There has also been some research on fruit-bats that showed that increasing folate levels whilst B12 levels were low caused neurological problems but it is always difficult to assume that what happens in another mammal will be replicated in a human population
A folate deficiency can mask one of the symptoms of a B12 deficiency - macrocytic anaemia. This is only a problem with doctors who believe that macrocytic anaemia is a defining symptom of a B12 deficiency and who, therefore, rule out such a deficiency if there is no macrocytic anaemia present.
There are some people who suggest that treating with high levels of folic acid may exacerbate the neurological problems caused by a B12 deficiency.
The obvious thing to do is for doctors to check for a B12 deficiency before treating a diagnosed folate deficiency - and not by the presence or absence of macrocytic anaemia.
"Care should be taken not to give folic acid (instead of B12) to any patient who is B12-deprived, as this may result in fulminant neurological deficit."
The British National Formulary (Section 9.1.2 Drugs used in megaloblastic anaemias) states
"Folic acid has few indications for long-term therapy since most causes of folate deficiency are self-limiting or will yield to a short course of treatment. It should not be used in undiagnosed megaloblastic anaemia unless vitamin B12 is administered concurrently otherwise neuropathy may be precipitated.
Thanks for the replies, they shed more light on the rather blunt statement I quoted at the top. With some research on here yesterday I picked up that some plp see rising folate as a consequence of supplementing B12, so I guess with additional folate supplementation levels could quickly rise to unacceptable levels. Think I am going to back off the folate supplements for at least the time being.
Thanks again for the replies and other linked items.
There is no reason at all why taking B12 should increase the levels of folate. Indeed, it is well known that a B12 deficiency can cause folate levels to rise because of the folate trap.

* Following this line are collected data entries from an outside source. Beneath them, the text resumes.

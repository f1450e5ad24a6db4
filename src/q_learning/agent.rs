//! Epsilon-greedy Q-learning agent

use rand::{Rng, SeedableRng, rngs::StdRng, seq::IndexedRandom};

use super::q_table::QTable;
use crate::sokoban::{Action, StateKey};

fn build_rng(seed: Option<u64>) -> StdRng {
    if let Some(seed) = seed {
        StdRng::seed_from_u64(seed)
    } else {
        StdRng::from_rng(&mut rand::rng())
    }
}

/// Q-learning agent (off-policy TD control)
///
/// Wraps the dense [`QTable`] with ε-greedy action selection. The
/// exploration probability is supplied per call by the training loop's
/// schedule rather than decayed internally, so the same agent serves both
/// training (ε > 0) and the final greedy inference pass (ε = 0).
#[derive(Debug, Clone)]
pub struct QLearningAgent {
    q_table: QTable,
    rng: StdRng,
    rng_seed: Option<u64>,
}

impl QLearningAgent {
    /// Create an agent for a `cols` × `rows` board.
    ///
    /// # Arguments
    ///
    /// * `learning_rate` - α parameter (0.0 to 1.0)
    /// * `discount_factor` - γ parameter (0.0 to 1.0)
    pub fn new(cols: usize, rows: usize, learning_rate: f64, discount_factor: f64) -> Self {
        Self {
            q_table: QTable::new(cols, rows, learning_rate, discount_factor),
            rng: build_rng(None),
            rng_seed: None,
        }
    }

    /// Fix the RNG seed for reproducible exploration.
    pub fn with_seed(mut self, seed: u64) -> Self {
        self.set_seed(seed);
        self
    }

    pub fn set_seed(&mut self, seed: u64) {
        self.rng = StdRng::seed_from_u64(seed);
        self.rng_seed = Some(seed);
    }

    /// ε-greedy action selection: with probability `epsilon` a uniformly
    /// random action, otherwise the greedy action.
    pub fn select_action(&mut self, key: StateKey, epsilon: f64) -> Action {
        if self.rng.random::<f64>() < epsilon {
            *Action::ALL
                .choose(&mut self.rng)
                .expect("action space is non-empty")
        } else {
            self.q_table.greedy_action(key)
        }
    }

    /// Greedy action for the current value estimates.
    pub fn greedy_action(&self, key: StateKey) -> Action {
        self.q_table.greedy_action(key)
    }

    /// Apply the one-step Q-learning update for an observed transition.
    pub fn learn(&mut self, key: StateKey, action: Action, reward: f64, next_key: StateKey) {
        self.q_table.update(key, action, reward, next_key);
    }

    pub fn q_table(&self) -> &QTable {
        &self.q_table
    }
}
//! Error types for the sokoban-rl crate

use std::path::PathBuf;

use thiserror::Error;

/// Main error type for the sokoban-rl crate
#[derive(Error, Debug)]
#[non_exhaustive]
pub enum Error {
    #[error("level file not found: {}", path.display())]
    LevelNotFound { path: PathBuf },

    #[error("malformed level: {reason}")]
    MalformedLevel { reason: String },

    #[error("invalid configuration: {message}")]
    InvalidConfiguration { message: String },

    #[error("invalid action index {index} (must be 0-3)")]
    InvalidAction { index: usize },

    #[error("failed to write trace to {} after {attempts} attempts: {source}", path.display())]
    TraceWrite {
        path: PathBuf,
        attempts: usize,
        #[source]
        source: std::io::Error,
    },

    #[error("progress bar template error: {message}")]
    ProgressBarTemplate { message: String },

    #[error("failed to {operation}: {source}")]
    Io {
        operation: String,
        #[source]
        source: std::io::Error,
    },

    #[error("serialization error: {0}")]
    Serialization(#[from] serde_json::Error),
}

/// Convenience type alias for Results using the crate's Error type
pub type Result<T> = std::result::Result<T, Error>;

impl From<std::io::Error> for Error {
    fn from(source: std::io::Error) -> Self {
        Error::Io {
            operation: "IO operation".to_string(),
            source,
        }
    }
}
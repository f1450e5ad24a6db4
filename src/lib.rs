//! Tabular Q-learning trainer for Sokoban levels
//!
//! This crate provides:
//! - A Sokoban grid simulation engine with configurable rewards
//! - A dense Q-table agent with epsilon-greedy exploration
//! - A training pipeline with a reciprocal exploration-decay schedule
//! - A retrying trace writer that emits per-episode action sequences
//!   for consumption by an external game client

pub mod config;
pub mod error;
pub mod pipeline;
pub mod q_learning;
pub mod sokoban;
pub mod trace;

pub use config::{Parameters, RewardConfig, Rule};
pub use error::{Error, Result};
pub use pipeline::{
    EpisodeSummary, EpsilonSchedule, MetricsObserver, Observer, ProgressObserver, TrainingConfig,
    TrainingPipeline, TrainingResult,
};
pub use q_learning::{QLearningAgent, QTable};
pub use sokoban::{
    Action, DenseObservation, Grid, Level, Pos, SokobanEngine, StateKey, StepOutcome, Tile,
};
pub use trace::{ActionTrace, MemorySink, RetryPolicy, TraceSink, TraceWriter};
//! Tile kinds and their text/numeric encodings

use serde::{Deserialize, Serialize};

/// A single cell of the Sokoban board
///
/// Exactly one tile kind occupies each cell. Player and Box are mutually
/// exclusive per cell and mutually exclusive with Wall.
#[derive(Debug, Clone, Copy, PartialEq, Eq, Hash, Serialize, Deserialize)]
#[repr(u8)]
pub enum Tile {
    Empty = 0,
    Wall = 1,
    Target = 2,
    Player = 3,
    Box = 4,
    BoxOnTarget = 5,
}

impl Tile {
    /// Highest tile code, used to normalize codes into [0, 1]
    pub const MAX_CODE: u8 = Tile::BoxOnTarget as u8;

    pub fn to_char(self) -> char {
        match self {
            Tile::Empty => '.',
            Tile::Wall => '#',
            Tile::Target => 'x',
            Tile::Player => 'p',
            Tile::Box => 'b',
            Tile::BoxOnTarget => '!',
        }
    }

    /// A literal space is accepted as a synonym for Empty in level sources.
    pub fn from_char(c: char) -> Option<Tile> {
        match c {
            '.' | ' ' => Some(Tile::Empty),
            '#' => Some(Tile::Wall),
            'x' => Some(Tile::Target),
            'p' => Some(Tile::Player),
            'b' => Some(Tile::Box),
            '!' => Some(Tile::BoxOnTarget),
            _ => None,
        }
    }

    pub fn code(self) -> u8 {
        self as u8
    }

    /// Tile code normalized to [0, 1] (code divided by the maximum code).
    pub fn normalized(self) -> f64 {
        f64::from(self.code()) / f64::from(Self::MAX_CODE)
    }

    /// Whether the tile holds a box, on a target or not.
    pub fn is_box(self) -> bool {
        matches!(self, Tile::Box | Tile::BoxOnTarget)
    }
}

#[cfg(test)]
mod tests {
    use super::*;

    #[test]
    fn char_roundtrip() {
        for tile in [
            Tile::Empty,
            Tile::Wall,
            Tile::Target,
            Tile::Player,
            Tile::Box,
            Tile::BoxOnTarget,
        ] {
            assert_eq!(Tile::from_char(tile.to_char()), Some(tile));
        }
    }

    #[test]
    fn space_reads_as_empty() {
        assert_eq!(Tile::from_char(' '), Some(Tile::Empty));
    }

    #[test]
    fn unknown_char_rejected() {
        assert_eq!(Tile::from_char('?'), None);
    }

    #[test]
    fn normalized_range() {
        assert_eq!(Tile::Empty.normalized(), 0.0);
        assert_eq!(Tile::BoxOnTarget.normalized(), 1.0);
        assert!((Tile::Target.normalized() - 0.4).abs() < 1e-12);
    }
}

I found that to be true. When I took methylfolate before correcting B12 deficiency I had horrible neurological symptoms. I backed it down with Niacin and then increased my B12 and later was able to tolerate methylfolate.
I had the same issues. I was wondering what you think would be the B12 Level that someone should have if they are sensitive to the methylfolate, before they may be able to tolerate the methylfolate?

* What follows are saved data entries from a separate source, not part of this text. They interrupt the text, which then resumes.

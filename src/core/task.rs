//! 任务句柄：服务端一次异步作业的标识
//!
//! TaskHandle 由触发调用创建，task_id 由服务端分配且不可变；created_at 仅用于诊断。

use std::fmt;

use chrono::{DateTime, Utc};
use serde::{Deserialize, Serialize};
use serde_json::Value;

use crate::core::{TaskError, TaskState};

/// 任务类型：决定使用哪个状态端点
#[derive(Clone, Copy, PartialEq, Eq, Hash, Debug, Serialize, Deserialize)]
#[serde(rename_all = "SCREAMING_SNAKE_CASE")]
pub enum TaskKind {
    /// AI Agent 运行（chatbot / course / module）
    Agent,
    /// 问卷题目生成
    QuestionGeneration,
    /// 测验结果分析
    QuizAnalysis,
}

impl TaskKind {
    pub fn as_str(&self) -> &'static str {
        match self {
            TaskKind::Agent => "agent",
            TaskKind::QuestionGeneration => "question_generation",
            TaskKind::QuizAnalysis => "quiz_analysis",
        }
    }
}

impl fmt::Display for TaskKind {
    fn fmt(&self, f: &mut fmt::Formatter<'_>) -> fmt::Result {
        f.write_str(self.as_str())
    }
}

/// 一个服务端作业
#[derive(Clone, Debug, PartialEq, Eq, Serialize, Deserialize)]
pub struct TaskHandle {
    task_id: String,
    kind: TaskKind,
    created_at: DateTime<Utc>,
}

impl TaskHandle {
    /// task_id 为空（或仅空白）时返回 InvalidInput
    pub fn new(task_id: impl Into<String>, kind: TaskKind) -> Result<Self, TaskError> {
        let task_id = task_id.into();
        if task_id.trim().is_empty() {
            return Err(TaskError::InvalidInput("task id must not be empty".to_string()));
        }
        Ok(Self {
            task_id,
            kind,
            created_at: Utc::now(),
        })
    }

    pub fn task_id(&self) -> &str {
        &self.task_id
    }

    pub fn kind(&self) -> TaskKind {
        self.kind
    }

    pub fn created_at(&self) -> DateTime<Utc> {
        self.created_at
    }
}

/// 触发请求：按任务类型携带各自的参数
#[derive(Clone, Debug, PartialEq)]
pub enum TaskRequest {
    Agent { agent_type: String, params: Value },
    QuestionGeneration,
    /// evaluation 为本地评分结果（见 questionnaire::evaluate）
    QuizAnalysis { evaluation: Value },
}

impl TaskRequest {
    pub fn agent(agent_type: impl Into<String>, params: Value) -> Self {
        TaskRequest::Agent {
            agent_type: agent_type.into(),
            params,
        }
    }

    pub fn kind(&self) -> TaskKind {
        match self {
            TaskRequest::Agent { .. } => TaskKind::Agent,
            TaskRequest::QuestionGeneration => TaskKind::QuestionGeneration,
            TaskRequest::QuizAnalysis { .. } => TaskKind::QuizAnalysis,
        }
    }

    pub fn agent_type(&self) -> Option<&str> {
        match self {
            TaskRequest::Agent { agent_type, .. } => Some(agent_type.as_str()),
            _ => None,
        }
    }
}

/// 触发端点的应答：`{task_id, status}`
#[derive(Clone, Debug, PartialEq)]
pub struct TriggerReceipt {
    pub task_id: String,
    /// 服务端未返回状态时视为 Pending
    pub state: TaskState,
}

#[cfg(test)]
mod tests {
    use super::*;

    #[test]
    fn test_empty_task_id_rejected() {
        assert!(matches!(
            TaskHandle::new("   ", TaskKind::Agent),
            Err(TaskError::InvalidInput(_))
        ));
    }

    #[test]
    fn test_handle_accessors() {
        let handle = TaskHandle::new("abc-123", TaskKind::QuizAnalysis).unwrap();
        assert_eq!(handle.task_id(), "abc-123");
        assert_eq!(handle.kind(), TaskKind::QuizAnalysis);
        assert!(handle.created_at() <= Utc::now());
    }

    #[test]
    fn test_request_kind() {
        let req = TaskRequest::agent("chatbot", serde_json::json!({"topic": "rust"}));
        assert_eq!(req.kind(), TaskKind::Agent);
        assert_eq!(req.agent_type(), Some("chatbot"));
        assert_eq!(TaskRequest::QuestionGeneration.agent_type(), None);
    }
}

What I would suggest (I amnot a dr just real life experience) is getting the methyl b12 injections until you see some improvement in symptoms. I would then take small doses of methylfolate to start. I would break the capsule open to build my way up. Have niacin on hand (the flushing kind) as if you have a neurological reaction the high flush niacin will “mop up” the excess methylfolafe and back it down.
Admin note: response edited to remove reference to named individual
I don’t know if methyl vs hydro is the same just that I proved on bloodwork a reverse of b12 deficiency with the methyl injections. This doctor you reference says that folic acid and methylfolate have the same effect, but this pubmed study shows otherwise ncbi.nlm.nih.gov/m/pubmed/2.... I haven’t studied the niacin in-depth but it did help me in my case with pretty immediate results when I had too much methylfolate.

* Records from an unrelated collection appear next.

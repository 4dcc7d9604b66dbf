//! 定位问卷：生成题目、作答、本地评分、提交分析
//!
//! 题目生成与测验分析各自是一个服务端异步任务，分别由对应的 [`TaskOrchestrator`] 驱动。

pub mod evaluation;
pub mod payload;

use std::collections::HashMap;

use serde_json::Value;

use crate::core::{LearningTasks, ProgressCallback, TaskError, TaskKind, TaskOrchestrator, TaskRequest};

pub use evaluation::{answer_key, evaluate, AnswerRecord, EvaluationResult, Verdict};
pub use payload::{parse_questions_payload, Correction, Question, QuestionType};

/// 一次问卷的完整流程
pub struct QuestionnaireFlow {
    generator: TaskOrchestrator,
    analyzer: TaskOrchestrator,
    questions: Vec<Question>,
    answers: HashMap<String, String>,
    evaluation: Option<EvaluationResult>,
    analysis: Option<Value>,
}

impl QuestionnaireFlow {
    pub fn new(generator: TaskOrchestrator, analyzer: TaskOrchestrator) -> Result<Self, TaskError> {
        if generator.kind() != TaskKind::QuestionGeneration || analyzer.kind() != TaskKind::QuizAnalysis {
            return Err(TaskError::InvalidInput(format!(
                "questionnaire needs {} and {} orchestrators, got {} and {}",
                TaskKind::QuestionGeneration,
                TaskKind::QuizAnalysis,
                generator.kind(),
                analyzer.kind()
            )));
        }
        Ok(Self {
            generator,
            analyzer,
            questions: Vec::new(),
            answers: HashMap::new(),
            evaluation: None,
            analysis: None,
        })
    }

    pub fn from_tasks(tasks: &LearningTasks) -> Self {
        Self {
            generator: tasks.questions.clone(),
            analyzer: tasks.quiz.clone(),
            questions: Vec::new(),
            answers: HashMap::new(),
            evaluation: None,
            analysis: None,
        }
    }

    /// 触发题目生成并等待结果；结果中解析不出题目视为任务失败
    pub async fn generate(&mut self, on_progress: Option<ProgressCallback>) -> Result<&[Question], TaskError> {
        self.clear_local();
        let handle = self.generator.start(TaskRequest::QuestionGeneration).await?;
        let payload = self
            .generator
            .poll_until_done(handle.task_id(), on_progress, None)
            .await?;

        let questions = parse_questions_payload(&payload)
            .filter(|q| !q.is_empty())
            .ok_or_else(|| TaskError::TaskFailed("no questions found in generation result".to_string()))?;
        tracing::info!(task_id = %handle.task_id(), count = questions.len(), "Questionnaire ready");
        self.questions = questions;
        Ok(&self.questions)
    }

    pub fn questions(&self) -> &[Question] {
        &self.questions
    }

    /// 记录第 index 题（从 0 开始）的答案
    pub fn set_answer(&mut self, index: usize, answer: impl Into<String>) -> Result<(), TaskError> {
        if index >= self.questions.len() {
            return Err(TaskError::InvalidInput(format!(
                "question index {index} out of range ({} questions)",
                self.questions.len()
            )));
        }
        self.answers.insert(answer_key(index), answer.into());
        Ok(())
    }

    pub fn answers(&self) -> &HashMap<String, String> {
        &self.answers
    }

    /// 所有题目都有非空白答案
    pub fn all_answered(&self) -> bool {
        !self.questions.is_empty()
            && (0..self.questions.len()).all(|i| {
                self.answers
                    .get(&answer_key(i))
                    .map(|a| !a.trim().is_empty())
                    .unwrap_or(false)
            })
    }

    /// 本地评分后提交测验分析，等待分析结果
    pub async fn submit(&mut self, on_progress: Option<ProgressCallback>) -> Result<Value, TaskError> {
        if self.questions.is_empty() {
            return Err(TaskError::InvalidInput("no questionnaire to submit".to_string()));
        }
        let result = evaluate(&self.questions, &self.answers);
        let body = serde_json::to_value(&result)
            .map_err(|e| TaskError::InvalidInput(format!("cannot encode evaluation: {e}")))?;
        tracing::info!(score = %result.score, percentage = result.score_percentage, "Submitting quiz for analysis");
        self.evaluation = Some(result);

        let handle = self
            .analyzer
            .start(TaskRequest::QuizAnalysis { evaluation: body })
            .await?;
        let analysis = self
            .analyzer
            .poll_until_done(handle.task_id(), on_progress, None)
            .await?;
        self.analysis = Some(analysis.clone());
        Ok(analysis)
    }

    pub fn evaluation(&self) -> Option<&EvaluationResult> {
        self.evaluation.as_ref()
    }

    pub fn analysis(&self) -> Option<&Value> {
        self.analysis.as_ref()
    }

    /// 清空题目、答案与两个任务会话
    pub async fn reset(&mut self) {
        self.clear_local();
        self.generator.reset().await;
        self.analyzer.reset().await;
    }

    fn clear_local(&mut self) {
        self.questions.clear();
        self.answers.clear();
        self.evaluation = None;
        self.analysis = None;
    }
}

#[cfg(test)]
mod tests {
    use std::sync::Arc;

    use serde_json::json;

    use super::*;
    use crate::api::mock::{MockChatBackend, MockTrigger, ScriptedStatusFetcher};
    use crate::config::AppConfig;
    use crate::core::builder::LearningTasksBuilder;
    use crate::core::{StatusSnapshot, TaskState};

    fn tasks(script: Vec<StatusSnapshot>) -> (LearningTasks, Arc<MockTrigger>) {
        let mut config = AppConfig::default();
        config.polling.interval_ms = 10;
        config.polling.max_attempts = 3;
        let trigger = Arc::new(MockTrigger::new());
        let tasks = LearningTasksBuilder::new(config)
            .with_backends(
                trigger.clone(),
                Arc::new(ScriptedStatusFetcher::new(script.into_iter().map(Ok).collect())),
                Arc::new(MockChatBackend::new()),
            )
            .build()
            .unwrap();
        (tasks, trigger)
    }

    fn generated() -> StatusSnapshot {
        StatusSnapshot::success(json!({
            "json": [
                {"numero": 1, "question": "Capital of France?", "type": "ChoixMultiple", "correction": "B. Paris"},
                {"numero": 2, "question": "Why study?", "type": "QuestionOuverte"}
            ]
        }))
    }

    #[tokio::test]
    async fn test_generate_answer_submit() {
        let (tasks, trigger) = tasks(vec![generated(), StatusSnapshot::success(json!({"niveau_final": 3}))]);
        let mut flow = QuestionnaireFlow::from_tasks(&tasks);

        assert_eq!(flow.generate(None).await.unwrap().len(), 2);
        flow.set_answer(0, "B").unwrap();
        assert!(!flow.all_answered());
        flow.set_answer(1, "to learn").unwrap();
        assert!(flow.all_answered());
        assert!(flow.set_answer(5, "x").is_err());

        let analysis = flow.submit(None).await.unwrap();
        assert_eq!(analysis, json!({"niveau_final": 3}));
        assert_eq!(flow.evaluation().unwrap().score, "1/1");

        let requests = trigger.requests();
        assert_eq!(requests.len(), 2);
        match &requests[1] {
            TaskRequest::QuizAnalysis { evaluation } => {
                assert_eq!(evaluation["score"], json!("1/1"));
                assert_eq!(evaluation["questions_data"][1]["is_correct"], json!("Non évalué (requiert une analyse humaine)"));
            }
            other => panic!("unexpected request {other:?}"),
        }
        assert_eq!(tasks.quiz.view().await.status, Some(TaskState::Success));
    }

    #[tokio::test]
    async fn test_empty_generation_is_task_failure() {
        let (tasks, _) = tasks(vec![StatusSnapshot::success(json!({"json": "nothing here"}))]);
        let mut flow = QuestionnaireFlow::from_tasks(&tasks);
        let err = flow.generate(None).await.unwrap_err();
        assert!(matches!(err, TaskError::TaskFailed(_)));
        assert!(flow.questions().is_empty());
    }

    #[tokio::test]
    async fn test_submit_without_questions_is_rejected() {
        let (tasks, trigger) = tasks(vec![generated()]);
        let mut flow = QuestionnaireFlow::from_tasks(&tasks);
        assert!(matches!(flow.submit(None).await, Err(TaskError::InvalidInput(_))));
        assert_eq!(trigger.calls(), 0);
    }

    #[tokio::test]
    async fn test_reset_clears_everything() {
        let (tasks, _) = tasks(vec![generated()]);
        let mut flow = QuestionnaireFlow::from_tasks(&tasks);
        flow.generate(None).await.unwrap();
        flow.set_answer(0, "B").unwrap();

        flow.reset().await;
        assert!(flow.questions().is_empty());
        assert!(flow.answers().is_empty());
        assert!(tasks.questions.view().await.task_id.is_none());
    }

    #[test]
    fn test_new_checks_orchestrator_kinds() {
        let (tasks, _) = tasks(vec![]);
        assert!(QuestionnaireFlow::new(tasks.quiz.clone(), tasks.questions.clone()).is_err());
        assert!(QuestionnaireFlow::new(tasks.questions.clone(), tasks.quiz.clone()).is_ok());
    }
}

Same here. I was self-injecting B12 every week, and still had B12 deficiency symptoms by the end of the week. My serum B12 levels was very high, but it felt like the B12 wasn't getting into my cells.
I started looking for B12 transport problems, and found a study showing that folate can impair B12 transport in some people. ncbi.nlm.nih.gov/pubmed/277.... I don't have the exact genetic variation in the study, but perhaps I have another variation on the B12 transporter gene, or on another gene involved.
When I reduced my daily methylfolate from 800mcg to 400mcg, I was able to go twice as long between B12 shots.